Remediation centers on avoiding shell invocation and strictly validating or encoding any data that may reach the command layer. The safest approach is to bypass the shell entirely and use argument vectors directly.

Instead of using sh -c, use std::process::Command with explicit arguments:

#[macro_use] extern crate rocket;

use rocket::http::Status;
use rocket::request::Request;

#[get("/run/")]
fn run_command_safe(cmd: String, auth: Option<rocket::http::Header>) -> Result<String, Status> {
    if let Some(header) = auth {
        if header.name == "Authorization" {
            if let Some(token) = header.value.strip_prefix("Bearer ") {
                // Validate token format before use (example: alphanumeric + underscores)
                if !token.chars().all(|c| c.is_alphanumeric() || c == '_' || c == '-') {
                    return Err(Status::BadRequest);
                }
                // Safe: no shell, arguments passed directly
                let output = std::process::Command::new("echo")
                    .arg(token)
                    .arg(&cmd)
                    .output()
                    .map_err(|_| Status::InternalServerError)?;
                return Ok(String::from_utf8_lossy(&output.stdout).to_string());
            }
        }
    }
    Err(Status::Unauthorized)
}

This approach eliminates shell injection by not invoking a shell. The token is treated as a literal argument, and a basic allowlist check ensures it does not contain unexpected characters. You can tighten validation further by using regex allowlists or by hashing the token before any external use, ensuring the original token never reaches the command layer.
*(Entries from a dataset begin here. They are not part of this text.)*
#[test]
fn sync_mark_rejects_non_sha() {
    let dir = TempDir::new().unwrap();
    pyt(&dir)
        .args(["sync", "mark", "not-a-sha"])
        .assert()
        .failure();
}

#[test]
fn sync_mark_keeps_project_settings() {
    let dir = TempDir::new().unwrap();
    write(
        dir.path(),
        ".config/pyproject_template/settings.toml",
        "[project]\nname = \"Kept\"\nextra_key = \"survives\"\n\n[other]\nflag = true\n",
    );
    pyt(&dir)
        .args(["sync", "mark", "abc1234", "--date", "2025-01-15"])
        .assert()
        .success();
    let settings = read(dir.path(), ".config/pyproject_template/settings.toml");
    assert!(settings.contains("name = \"Kept\""));
    assert!(settings.contains("extra_key = \"survives\""));
    assert!(settings.contains("[other]"));
    assert!(settings.contains("abc1234"));
}

// ---------------------------------------------------------------------------
// pyt check
// ---------------------------------------------------------------------------

fn diverged_pair() -> (TempDir, TempDir) {
    let project = TempDir::new().unwrap();
    let template = TempDir::new().unwrap();
    write(project.path(), "README.md", "same\n");
    write(template.path(), "README.md", "same\r\n");
    write(project.path(), "pyproject.toml", "[project]\nname = \"mine\"\n");
    write(template.path(), "pyproject.toml", "[project]\nname = \"package-name\"\n");
    write(template.path(), "docs/new.md", "new\n");
    write(project.path(), "notes.txt", "local\n");
    write(project.path(), "CHANGELOG.md", "mine\n");
    write(template.path(), "CHANGELOG.md", "theirs\n");
    write(project.path(), "__pycache__/x.pyc", "junk");
    (project, template)
}

#[test]
fn check_against_local_template() {
    let (project, template) = diverged_pair();
    let output = pyt(&project)
        .args(["--json", "check", "--offline", "--template"])
        .arg(template.path())
        .output()
        .unwrap();
    assert!(output.status.success());

    let v = stdout_json(&output);
    assert_eq!(v["modified"], serde_json::json!(["CHANGELOG.md", "pyproject.toml"]));
    assert_eq!(v["missing"], serde_json::json!(["docs/new.md"]));
    assert_eq!(v["extra"], serde_json::json!(["notes.txt"]));
    assert_eq!(v["last_sync"], serde_json::Value::Null);
}

#[test]
fn check_skip_changelog() {
    let (project, template) = diverged_pair();
    let output = pyt(&project)
        .args(["--json", "check", "--offline", "--skip-changelog", "--template"])
        .arg(template.path())
        .output()
        .unwrap();
    let v = stdout_json(&output);
    assert_eq!(v["modified"], serde_json::json!(["pyproject.toml"]));
}

#[test]
fn check_human_output_lists_changes() {
    let (project, template) = diverged_pair();
    pyt(&project)
        .args(["check", "--offline", "--template"])
        .arg(template.path())
        .assert()
        .success()
        .stdout(predicate::str::contains("missing"))
        .stdout(predicate::str::contains("docs/new.md"))
        .stdout(predicate::str::contains("2 modified, 1 missing, 1 extra."));
}

#[test]
fn check_identical_trees_are_clean() {
    let project = TempDir::new().unwrap();
    let template = TempDir::new().unwrap();
    write(project.path(), "README.md", "hello\n");
    write(template.path(), "README.md", "hello\n");
    pyt(&project)
        .args(["check", "--offline", "--template"])
        .arg(template.path())
        .assert()
        .success()
        .stdout(predicate::str::contains("Project matches the template."));
}

#[test]
fn check_missing_template_dir_fails() {
    let project = TempDir::new().unwrap();
    pyt(&project)
        .args(["check", "--offline", "--template"])
        .arg(project.path().join("nope"))
        .assert()
        .failure()
        .stderr(predicate::str::contains("does not exist"));
}

fn write_tar_gz(path: &Path, files: &[(&str, &str)]) {
    let file = std::fs::File::create(path).unwrap();
    let enc = flate2::write::GzEncoder::new(file, flate2::Compression::default());
    let mut builder = tar::Builder::new(enc);
    for (name, content) in files {
        let mut header = tar::Header::new_gnu();
        header.set_size(content.len() as u64);
        header.set_mode(0o644);
        header.set_cksum();
        builder
            .append_data(&mut header, name, content.as_bytes())
            .unwrap();
    }
    builder.into_inner().unwrap().finish().unwrap();
}

#[test]
fn check_from_local_archive() {
    let project = TempDir::new().unwrap();
    let archives = TempDir::new().unwrap();
    write(project.path(), "README.md", "hello\n");
    let archive = archives.path().join("template.tar.gz");
    write_tar_gz(
        &archive,
        &[
            ("pyproject-template-main/README.md", "hello\n"),
            ("pyproject-template-main/dodo.py", "# tasks\n"),
        ],
    );

    let output = pyt(&project)
        .args(["--json", "check", "--offline", "--archive-url"])
        .arg(&archive)
        .output()
        .unwrap();
    assert!(output.status.success());
    let v = stdout_json(&output);
    assert_eq!(v["missing"], serde_json::json!(["dodo.py"]));
    assert_eq!(v["modified"], serde_json::json!([]));

    // The download directory is removed afterwards.
    let leftovers: Vec<_> = std::fs::read_dir(project.path().join("tmp"))
        .unwrap()
        .collect();
    assert!(leftovers.is_empty());
}

#[test]
fn check_mark_reviewed_needs_network() {
    let (project, template) = diverged_pair();
    pyt(&project)
        .args(["check", "--offline", "--mark-reviewed", "--template"])
        .arg(template.path())
        .assert()
        .failure()
        .stderr(predicate::str::contains("--mark-reviewed"));
}

// ---------------------------------------------------------------------------
// pyt configure
// ---------------------------------------------------------------------------

fn configure_args() -> [&'static str; 10] {
    [
        "configure",
        "--project-name",
        "Widget Tools",
        "--author-name",
        "Ada Lovelace",
        "--author-email",
        "ada@example.com",
        "--github-user",
        "ada",
        "--skip-missing",
    ]
}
For Rocket routes that must work with dynamic inputs, prefer structured data flows over string concatenation. If external tooling is required, consider using a controlled wrapper script with strict input sanitization and defined argument boundaries. Logging should redact token values—replace them with a hash or placeholder before writing to any output stream.

Applying these practices aligns with secure handling of Bearer Tokens in Rocket and reduces the attack surface for Command Injection. The key takeaway is to treat all external inputs—including authentication tokens—as untrusted and to avoid passing them through shell interpreters.